ASSIGNMENT:
Write down each entry precisely as given.

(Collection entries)
//! Scoped acquisition and release of headless-browser resources.

use async_trait::async_trait;
use tracing::warn;

use webmark_shared::Result;

/// A launched browser and the steps of one render inside it.
#[async_trait]
pub(crate) trait Session: Send {
    type Context: Clone + Send + Sync;
    type Page: Send + Sync;

    async fn open_context(&mut self) -> Result<Self::Context>;
    async fn open_page(&mut self, context: Self::Context) -> Result<Self::Page>;
    async fn render(&mut self, page: &Self::Page) -> Result<String>;
    async fn close_page(&mut self, page: Self::Page) -> Result<()>;
    async fn dispose_context(&mut self, context: Self::Context) -> Result<()>;
    async fn close(&mut self) -> Result<()>;
}

/// Render in a fresh context and page, then release page, context and
/// browser in that order whatever failed along the way.
pub(crate) async fn scoped_render<S: Session>(session: &mut S) -> Result<String> {
    let result = match session.open_context().await {
        Ok(context) => {
            let result = match session.open_page(context.clone()).await {
                Ok(page) => {
                    let result = session.render(&page).await;
                    if let Err(e) = session.close_page(page).await {
                        warn!(error = %e, "failed to close page");
                    }
                    result
                }
                Err(e) => Err(e),
            };
            if let Err(e) = session.dispose_context(context).await {
                warn!(error = %e, "failed to dispose browser context");
            }
            result
        }
        Err(e) => Err(e),
    };

    if let Err(e) = session.close().await {
        warn!(error = %e, "failed to close browser");
    }
    result
}

#[cfg(test)]
mod tests {
    use super::*;
    use webmark_shared::WebmarkError;

    /// Records every step and fails the ones it is told to.
    #[derive(Default)]
    struct FakeSession {
        steps: Vec<&'static str>,
        fail: Vec<&'static str>,
    }

    impl FakeSession {
        fn failing(steps: &[&'static str]) -> Self {
            Self {
                fail: steps.to_vec(),
                ..Self::default()
            }
        }

        fn step(&mut self, name: &'static str) -> Result<()> {
            self.steps.push(name);
            if self.fail.contains(&name) {
                return Err(WebmarkError::network(format!("{name} failed")));
            }
            Ok(())
        }
    }

    #[async_trait]
    impl Session for FakeSession {
        type Context = u32;
        type Page = u32;

        async fn open_context(&mut self) -> Result<u32> {
            self.step("open_context").map(|_| 1)
        }
        async fn open_page(&mut self, _context: u32) -> Result<u32> {
            self.step("open_page").map(|_| 2)
        }
        async fn render(&mut self, _page: &u32) -> Result<String> {
            self.step("render").map(|_| "<html></html>".to_string())
        }
        async fn close_page(&mut self, _page: u32) -> Result<()> {
            self.step("close_page")
        }
        async fn dispose_context(&mut self, _context: u32) -> Result<()> {
            self.step("dispose_context")
        }
        async fn close(&mut self) -> Result<()> {
            self.step("close")
        }
    }

    const FULL_SEQUENCE: [&str; 6] = [
        "open_context",
        "open_page",
        "render",
        "close_page",
        "dispose_context",
        "close",
    ];

    #[tokio::test]
    async fn releases_in_reverse_order_on_success() {
        let mut session = FakeSession::default();
        let body = scoped_render(&mut session).await.unwrap();
        assert_eq!(body, "<html></html>");
        assert_eq!(session.steps, FULL_SEQUENCE);
    }

    #[tokio::test]
    async fn render_failure_still_releases_everything() {
        let mut session = FakeSession::failing(&["render", "close_page"]);
        let err = scoped_render(&mut session).await.unwrap_err();
        assert_eq!(err.to_string(), "network error: render failed");
        assert_eq!(session.steps, FULL_SEQUENCE);
    }

    #[tokio::test]
    async fn page_failure_disposes_context_and_browser() {
        let mut session = FakeSession::failing(&["open_page"]);
        assert!(scoped_render(&mut session).await.is_err());
        assert_eq!(
            session.steps,
            ["open_context", "open_page", "dispose_context", "close"]
        );
    }

    #[tokio::test]
    async fn context_failure_closes_browser() {
        let mut session = FakeSession::failing(&["open_context"]);
        assert!(scoped_render(&mut session).await.is_err());
        assert_eq!(session.steps, ["open_context", "close"]);
    }
}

ANSWER FOR THE TASK:
//! Scoped acquisition and release of headless-browser resources.

use async_trait::async_trait;
use tracing::warn;

use webmark_shared::Result;

/// A launched browser and the steps of one render inside it.
#[async_trait]
pub(crate) trait Session: Send {
    type Context: Clone + Send + Sync;
    type Page: Send + Sync;

    async fn open_context(&mut self) -> Result<Self::Context>;
    async fn open_page(&mut self, context: Self::Context) -> Result<Self::Page>;
    async fn render(&mut self, page: &Self::Page) -> Result<String>;
    async fn close_page(&mut self, page: Self::Page) -> Result<()>;
    async fn dispose_context(&mut self, context: Self::Context) -> Result<()>;
    async fn close(&mut self) -> Result<()>;
}

/// Render in a fresh context and page, then release page, context and
/// browser in that order whatever failed along the way.
pub(crate) async fn scoped_render<S: Session>(session: &mut S) -> Result<String> {
    let result = match session.open_context().await {
        Ok(context) => {
            let result = match session.open_page(context.clone()).await {
                Ok(page) => {
                    let result = session.render(&page).await;
                    if let Err(e) = session.close_page(page).await {
                        warn!(error = %e, "failed to close page");
                    }
                    result
                }
                Err(e) => Err(e),
            };
            if let Err(e) = session.dispose_context(context).await {
                warn!(error = %e, "failed to dispose browser context");
            }
            result
        }
        Err(e) => Err(e),
    };

    if let Err(e) = session.close().await {
        warn!(error = %e, "failed to close browser");
    }
    result
}

#[cfg(test)]
mod tests {
    use super::*;
    use webmark_shared::WebmarkError;

    /// Records every step and fails the ones it is told to.
    #[derive(Default)]
    struct FakeSession {
        steps: Vec<&'static str>,
        fail: Vec<&'static str>,
    }

    impl FakeSession {
        fn failing(steps: &[&'static str]) -> Self {
            Self {
                fail: steps.to_vec(),
                ..Self::default()
            }
        }

        fn step(&mut self, name: &'static str) -> Result<()> {
            self.steps.push(name);
            if self.fail.contains(&name) {
                return Err(WebmarkError::network(format!("{name} failed")));
            }
            Ok(())
        }
    }

    #[async_trait]
    impl Session for FakeSession {
        type Context = u32;
        type Page = u32;

        async fn open_context(&mut self) -> Result<u32> {
            self.step("open_context").map(|_| 1)
        }
        async fn open_page(&mut self, _context: u32) -> Result<u32> {
            self.step("open_page").map(|_| 2)
        }
        async fn render(&mut self, _page: &u32) -> Result<String> {
            self.step("render").map(|_| "<html></html>".to_string())
        }
        async fn close_page(&mut self, _page: u32) -> Result<()> {
            self.step("close_page")
        }
        async fn dispose_context(&mut self, _context: u32) -> Result<()> {
            self.step("dispose_context")
        }
        async fn close(&mut self) -> Result<()> {
            self.step("close")
        }
    }

    const FULL_SEQUENCE: [&str; 6] = [
        "open_context",
        "open_page",
        "render",
        "close_page",
        "dispose_context",
        "close",
    ];

    #[tokio::test]
    async fn releases_in_reverse_order_on_success() {
        let mut session = FakeSession::default();
        let body = scoped_render(&mut session).await.unwrap();
        assert_eq!(body, "<html></html>");
        assert_eq!(session.steps, FULL_SEQUENCE);
    }

    #[tokio::test]
    async fn render_failure_still_releases_everything() {
        let mut session = FakeSession::failing(&["render", "close_page"]);
        let err = scoped_render(&mut session).await.unwrap_err();
        assert_eq!(err.to_string(), "network error: render failed");
        assert_eq!(session.steps, FULL_SEQUENCE);
    }

    #[tokio::test]
    async fn page_failure_disposes_context_and_browser() {
        let mut session = FakeSession::failing(&["open_page"]);
        assert!(scoped_render(&mut session).await.is_err());
        assert_eq!(
            session.steps,
            ["open_context", "open_page", "dispose_context", "close"]
        );
    }

    #[tokio::test]
    async fn context_failure_closes_browser() {
        let mut session = FakeSession::failing(&["open_context"]);
        assert!(scoped_render(&mut session).await.is_err());
        assert_eq!(session.steps, ["open_context", "close"]);
    }
}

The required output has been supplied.